Returns the product of two standard precision fixed point numbers, handling precision loss by truncation.

Details

Signature

multiplyDecimal(uint256 x, uint256 y) pure returns (uint256)

Visibility

internal

State Mutability

undefined

### multiplyDecimalRound¶

Source

Returns the product of two standard precision fixed point numbers, handling precision loss by rounding.

Equivalent to _multiplyDecimalRound(x, y, UNIT).

Details

Signature

multiplyDecimalRound(uint256 x, uint256 y) pure returns (uint256)

Visibility

internal

State Mutability

undefined

### multiplyDecimalRoundPrecise¶

Source

Returns the product of two high precision fixed point numbers, handling precision loss by rounding.

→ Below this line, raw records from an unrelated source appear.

#![no_main]

use std::collections::BTreeMap;

use libfuzzer_sys::fuzz_target;
use sm_template::{escape_format_string, format_string};

fuzz_target!(|input: (u8, &str)| {
    let (times, value) = input;
    let times = usize::from(times % 4);
    let mut text = escape_format_string(value, times);
    for _ in 0..times {
        text = format_string(&text, &BTreeMap::new()).expect("escaped text formats");
    }
    assert_eq!(text, value);
});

Equivalent to _multiplyDecimalRound(x, y, PRECISE_UNIT).

Details

Signature

multiplyDecimalRoundPrecise(uint256 x, uint256 y) pure returns (uint256)

Visibility

internal

State Mutability

undefined

### preciseDecimalToDecimal¶

Source

Converts from high precision to standard precision numbers. This is division by $10^9$, where precision loss is handled by rounding.

Details

Signature

preciseDecimalToDecimal(uint256 i) pure returns (uint256)

Visibility

internal

State Mutability

undefined

## External Functions¶

### preciseUnit¶

Source

Pure alias to PRECISE_UNIT.

Details

Signature

preciseUnit() pure returns (uint256)

Visibility

external

State Mutability

undefined

### unit¶

Source

Pure alias to UNIT.

Details

Signature

unit() pure returns (uint256)

Visibility

external

State Mutability

undefined

1. SafeDecimalMath provides two different precision levels because the Ethereum virtual machine encodes integers in 256 bits. Given a finite integer size, an increase in precision implies a decrease in the maximum representable number, since more bits are dedicated to representing the fractional part, and fewer to the integer part.